Malta is a small island nation located in the Mediterranean sea. I had the pleasure of living in Malta for over two years explore it and learn about its culture. This blog post contains all you need to know about Malta: one of the smallest countries in the world and the warmest countries in Europe. Read and enjoy Interesting Facts about Malta.

Interesting facts about malta

Where is Malta? Location and population of Malta

Malta is located in the Mediterranean sea, just off the coast of Africa, on an archipelago consisting of five islands. The three bigger ones are inhabited and are named Malta, Gozo and Comino. The other two are Cominotto and Filfla.

Malta is the world’s tenth smallest country, with an area of just 316 square kilometres or 123 sq miles. It’s about or twice as big as Washington DC. 

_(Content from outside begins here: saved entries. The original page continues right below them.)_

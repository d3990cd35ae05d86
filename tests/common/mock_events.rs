//! Channel-driven event source standing in for the server's SSE endpoint.

use std::sync::{Arc, Mutex};

use async_trait::async_trait;
use futures::StreamExt;
use serde_json::Value;
use tokio::sync::mpsc;

use grid_sdk::transport::sse::{EventSource, EventStreamRequest, SseMessage, SseStream};
use grid_sdk::transport::TransportError;

/// An event source whose messages are pushed by the test (or the mock server).
///
/// Messages pushed before the client connects are buffered.
#[derive(Clone)]
pub struct MockEventSource {
    tx: mpsc::UnboundedSender<SseMessage>,
    rx: Arc<Mutex<Option<mpsc::UnboundedReceiver<SseMessage>>>>,
    requests: Arc<Mutex<Vec<EventStreamRequest>>>,
}

impl MockEventSource {
    pub fn new() -> Self {
        let (tx, rx) = mpsc::unbounded_channel();
        Self {
            tx,
            rx: Arc::new(Mutex::new(Some(rx))),
            requests: Arc::new(Mutex::new(Vec::new())),
        }
    }

    /// Push a named event with a JSON payload.
    pub fn push(&self, event: &str, payload: Value) {
        self.push_raw(event, &payload.to_string());
    }

    /// Push a named event with arbitrary data, malformed or not.
    pub fn push_raw(&self, event: &str, data: &str) {
        let _ = self.tx.send(SseMessage::new(event, data));
    }

    pub fn requests(&self) -> Vec<EventStreamRequest> {
        self.requests.lock().unwrap().clone()
    }
}

#[async_trait]
impl EventSource for MockEventSource {
    async fn connect(&self, request: EventStreamRequest) -> Result<SseStream, TransportError> {
        self.requests.lock().unwrap().push(request);
        let rx = self
            .rx
            .lock()
            .unwrap()
            .take()
            .ok_or_else(|| TransportError::Connection("mock event source already connected".into()))?;

        let stream = futures::stream::unfold(rx, |mut rx| async move {
            rx.recv().await.map(|message| (Ok(message), rx))
        });
        Ok(stream.boxed())
    }
}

The total population is just 450,000 or 0.12% of Europe’s population, making it one of the most densely populated countries globally, with a population density of around 2,650 people per square kilometre.

The History of Malta

Malta has a long and fascinating history. The islands were ruled by many empires starting with the Phoenicians in 9th century BC, Carthaginian ( 6th century BC), Roman in (218 BC) and Byzantine from 395 AD. In 870 AD, Arabs conquered and ruled Malta for a few centuries until the arrival of Normans in 1127. At that time, Christian religions took over again, and the Maltese language we know now started to develop. In the 16th century, Crusading Knights came to Malta and had an enormous effect on the island’s development, and Italian became the official language.

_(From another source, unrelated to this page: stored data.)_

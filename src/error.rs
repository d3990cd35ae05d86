//! Error types surfaced by the SDK.
//!
//! Every public operation returns [`GridError`]. Request failures keep the
//! operation description, HTTP status and response body separate so callers
//! can branch on them, while `Display` renders the familiar
//! `"<operation>: <status>: <body>"` message.

use std::fmt;

use serde_json::Value;
use thiserror::Error;

use crate::job::JobId;

/// Errors returned by the Grid client.
#[derive(Error, Debug, Clone, PartialEq)]
pub enum GridError {
    /// A transport call failed or returned a non-2xx status.
    #[error("{}", format_request_error(operation, *status, body.as_deref()))]
    Request {
        operation: String,
        status: Option<u16>,
        body: Option<String>,
    },

    /// The job reached the Failed state. Only produced by `JobHandle::wait`.
    ///
    /// `error` is the server's error value as reported, which may be a
    /// structured object carrying more than `message`.
    #[error("{message}")]
    JobFailed {
        job_id: JobId,
        message: String,
        error: Option<Value>,
    },

    /// The server answered 2xx but the payload did not have the expected shape.
    #[error("{operation}: {message}")]
    InvalidResponse { operation: String, message: String },

    /// Invalid client configuration.
    #[error("Invalid configuration: {0}")]
    Config(String),
}

impl GridError {
    /// Create a request error for a failure that never produced a response.
    pub fn unreachable(operation: impl Into<String>) -> Self {
        GridError::Request {
            operation: operation.into(),
            status: None,
            body: None,
        }
    }

    /// Create an invalid response error.
    pub fn invalid_response<E: fmt::Display>(operation: impl Into<String>, err: E) -> Self {
        GridError::InvalidResponse {
            operation: operation.into(),
            message: err.to_string(),
        }
    }

    /// HTTP status attached to a request error, if any.
    pub fn status(&self) -> Option<u16> {
        match self {
            GridError::Request { status, .. } => *status,
            _ => None,
        }
    }

    /// Server error value attached to a job failure, if any.
    pub fn job_error(&self) -> Option<&Value> {
        match self {
            GridError::JobFailed { error, .. } => error.as_ref(),
            _ => None,
        }
    }

    /// Check if this error is a job failure reported by the server.
    pub fn is_job_failure(&self) -> bool {
        matches!(self, GridError::JobFailed { .. })
    }
}

fn format_request_error(operation: &str, status: Option<u16>, body: Option<&str>) -> String {
    let mut message = operation.to_string();
    if let Some(status) = status {
        message.push_str(&format!(": {}", status));
    }
    if let Some(body) = body.filter(|b| !b.is_empty()) {
        message.push_str(&format!(": {}", body));
    }
    message
}

pub type Result<T> = std::result::Result<T, GridError>;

In 1798 Napoleon Bonaparte came to the Maltese islands, and the French captured Malta from the Knights. The French only ruled for two years as Maltese asked the English for help, Lord Nelson came and drove out the French, and Malta became part of the British Empire.

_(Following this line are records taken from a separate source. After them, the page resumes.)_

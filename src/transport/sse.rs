//! Server-Sent Events collaborator.
//!
//! [`EventSource`] opens one long-lived connection and yields named
//! [`SseMessage`]s. [`HttpEventSource`] is the default implementation over
//! `reqwest`; it parses the `text/event-stream` framing incrementally so
//! events split across network chunks are reassembled correctly.
//!
//! Reconnection is not attempted: when the stream ends or fails the caller
//! simply stops receiving messages.

use std::collections::VecDeque;
use std::time::Duration;

use async_trait::async_trait;
use futures::stream::{BoxStream, StreamExt};
use tracing::{info, trace};

use super::TransportError;

/// One dispatched SSE message.
#[derive(Debug, Clone, PartialEq, Eq)]
pub struct SseMessage {
    /// Event name (defaults to "message").
    pub event: String,
    /// Data payload; multiple `data:` lines are joined with `\n`.
    pub data: String,
    /// Last event ID seen on the stream, if any.
    pub id: Option<String>,
    /// Retry timing hint from server.
    pub retry: Option<u64>,
}

impl SseMessage {
    pub fn new(event: impl Into<String>, data: impl Into<String>) -> Self {
        Self {
            event: event.into(),
            data: data.into(),
            id: None,
            retry: None,
        }
    }
}

pub type SseStream = BoxStream<'static, Result<SseMessage, TransportError>>;

/// Parameters for opening an event stream.
#[derive(Debug, Clone, PartialEq, Default)]
pub struct EventStreamRequest {
    pub url: String,
    pub headers: Vec<(String, String)>,
    /// Event names of interest. Empty means every event.
    pub channels: Vec<String>,
}

impl EventStreamRequest {
    pub fn new(url: impl Into<String>) -> Self {
        Self {
            url: url.into(),
            ..Default::default()
        }
    }

    pub fn with_channels<I, S>(mut self, channels: I) -> Self
    where
        I: IntoIterator<Item = S>,
        S: Into<String>,
    {
        self.channels = channels.into_iter().map(Into::into).collect();
        self
    }

    fn wants(&self, event: &str) -> bool {
        self.channels.is_empty() || self.channels.iter().any(|c| c == event)
    }
}

/// Push-event collaborator: one connection, many named channels.
#[async_trait]
pub trait EventSource: Send + Sync {
    /// Open the stream. Messages arrive in wire order.
    async fn connect(&self, request: EventStreamRequest) -> Result<SseStream, TransportError>;
}

// ============================================================================
// Incremental parser
// ============================================================================

/// Incremental `text/event-stream` parser.
///
/// Feed raw bytes as they arrive; complete messages are returned once their
/// terminating blank line has been seen.
#[derive(Debug, Default)]
pub struct SseParser {
    buffer: Vec<u8>,
    event_type: Option<String>,
    data: Option<String>,
    last_event_id: Option<String>,
    retry: Option<u64>,
}

impl SseParser {
    pub fn new() -> Self {
        Self::default()
    }

    /// Consume a chunk and return the messages it completed.
    pub fn feed(&mut self, chunk: &[u8]) -> Vec<SseMessage> {
        self.buffer.extend_from_slice(chunk);

        let mut messages = Vec::new();
        while let Some(pos) = self.buffer.iter().position(|b| *b == b'\n') {
            let mut line: Vec<u8> = self.buffer.drain(..=pos).collect();
            line.pop();
            if line.last() == Some(&b'\r') {
                line.pop();
            }
            let line = String::from_utf8_lossy(&line);
            if let Some(message) = self.process_line(&line) {
                messages.push(message);
            }
        }
        messages
    }

    fn process_line(&mut self, line: &str) -> Option<SseMessage> {
        if line.is_empty() {
            return self.dispatch();
        }
        if line.starts_with(':') {
            return None;
        }

        let (field, value) = match line.split_once(':') {
            Some((field, value)) => (field, value.strip_prefix(' ').unwrap_or(value)),
            None => (line, ""),
        };

        match field {
            "event" => self.event_type = Some(value.to_string()),
            "data" => match self.data.as_mut() {
                Some(data) => {
                    data.push('\n');
                    data.push_str(value);
                }
                None => self.data = Some(value.to_string()),
            },
            "id" => self.last_event_id = Some(value.to_string()),
            "retry" => {
                if let Ok(ms) = value.parse::<u64>() {
                    self.retry = Some(ms);
                }
            }
            _ => trace!("Unknown SSE field: {}", field),
        }
        None
    }

    fn dispatch(&mut self) -> Option<SseMessage> {
        let event_type = self.event_type.take();
        let data = self.data.take()?;
        Some(SseMessage {
            event: event_type
                .filter(|e| !e.is_empty())
                .unwrap_or_else(|| "message".to_string()),
            data,
            id: self.last_event_id.clone(),
            retry: self.retry,
        })
    }
}

// ============================================================================
// HTTP Event Source
// ============================================================================

/// Default [`EventSource`] backed by a streaming `reqwest` response.
#[derive(Debug, Clone)]
pub struct HttpEventSource {
    client: reqwest::Client,
}

impl HttpEventSource {
    pub fn new() -> Result<Self, TransportError> {
        let client = reqwest::Client::builder()
            .connect_timeout(Duration::from_secs(30))
            .pool_max_idle_per_host(1) // SSE typically uses a single connection
            .build()
            .map_err(|e| TransportError::Build(format!("Failed to create HTTP client: {}", e)))?;
        Ok(Self { client })
    }

    pub fn with_client(client: reqwest::Client) -> Self {
        Self { client }
    }
}

#[async_trait]
impl EventSource for HttpEventSource {
    async fn connect(&self, request: EventStreamRequest) -> Result<SseStream, TransportError> {
        let mut builder = self
            .client
            .get(&request.url)
            .header(reqwest::header::ACCEPT, "text/event-stream")
            .header(reqwest::header::CACHE_CONTROL, "no-cache");
        for (name, value) in &request.headers {
            builder = builder.header(name.as_str(), value.as_str());
        }

        let response = builder.send().await.map_err(|e| {
            TransportError::connection(format!("Failed to connect to SSE stream: {}", e))
        })?;

        if !response.status().is_success() {
            let status = response.status();
            let body = response.text().await.unwrap_or_default();
            return Err(TransportError::Connection(format!(
                "SSE endpoint returned {}: {}",
                status.as_u16(),
                body
            )));
        }

        info!("Connected to SSE stream at {}", request.url);

        let bytes = response.bytes_stream().fuse().boxed();
        let state = (bytes, SseParser::new(), VecDeque::new(), request);

        let stream = futures::stream::unfold(
            state,
            |(mut bytes, mut parser, mut pending, request)| async move {
                loop {
                    if let Some(message) = pending.pop_front() {
                        return Some((Ok(message), (bytes, parser, pending, request)));
                    }
                    match bytes.next().await {
                        Some(Ok(chunk)) => {
                            trace!("Received SSE chunk: {} bytes", chunk.len());
                            pending.extend(
                                parser
                                    .feed(&chunk)
                                    .into_iter()
                                    .filter(|m| request.wants(&m.event)),
                            );
                        }
                        Some(Err(e)) => {
                            let err = TransportError::connection(format!("Stream error: {}", e));
                            return Some((Err(err), (bytes, parser, pending, request)));
                        }
                        None => return None,
                    }
                }
            },
        );

        Ok(stream.boxed())
    }
}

In 1964 Malta gained independence from the Empire to join the British Commonwealth of Nations. Queen Elizabeth II as Head of State, until 1974 when Malta became a republic after 164 years of British rule

Malta joined the European Union on 1st May 2004 together with nine other countries, including Poland

The Maltese Flag and the George Cross

The Maltese flag is bicolour with vertical stripes white and red. on the white is a symbol of the George Cross awarded to Malta by King George VI as a recognition of the country’s bravery during the Second World War – the British George cross has only ever been awarded to three non-personal recipients, namely the Island of Malta 1942, the Royal Ulster Constabulary 1999 and to the British National Health Service in 2021.

Origin of Malta’s Name

The origin of the name Malta is not clear. It might derive from the Phoenician word for the island, which was Maleth. This would mean that Malta could be translated as “Maleth’s Isle” or “The Island of Melita”. The Ancient Greeks called the island Melitta Μελίτη which means honey.

Climate in Malta

It has the warmest climate in Europe, with an average temperature of 18 degrees Celsius and receiving more than 299 days a year when temperatures are above 20 degrees.

Religion in Malta

One could laugh that Malta is more catholic than the Vatican – the vast majority (98%) of the population is Roman Catholic. According to the Bible, in 60 AD, St Paul shipwrecked in Malta and converted Maltese to Christianity.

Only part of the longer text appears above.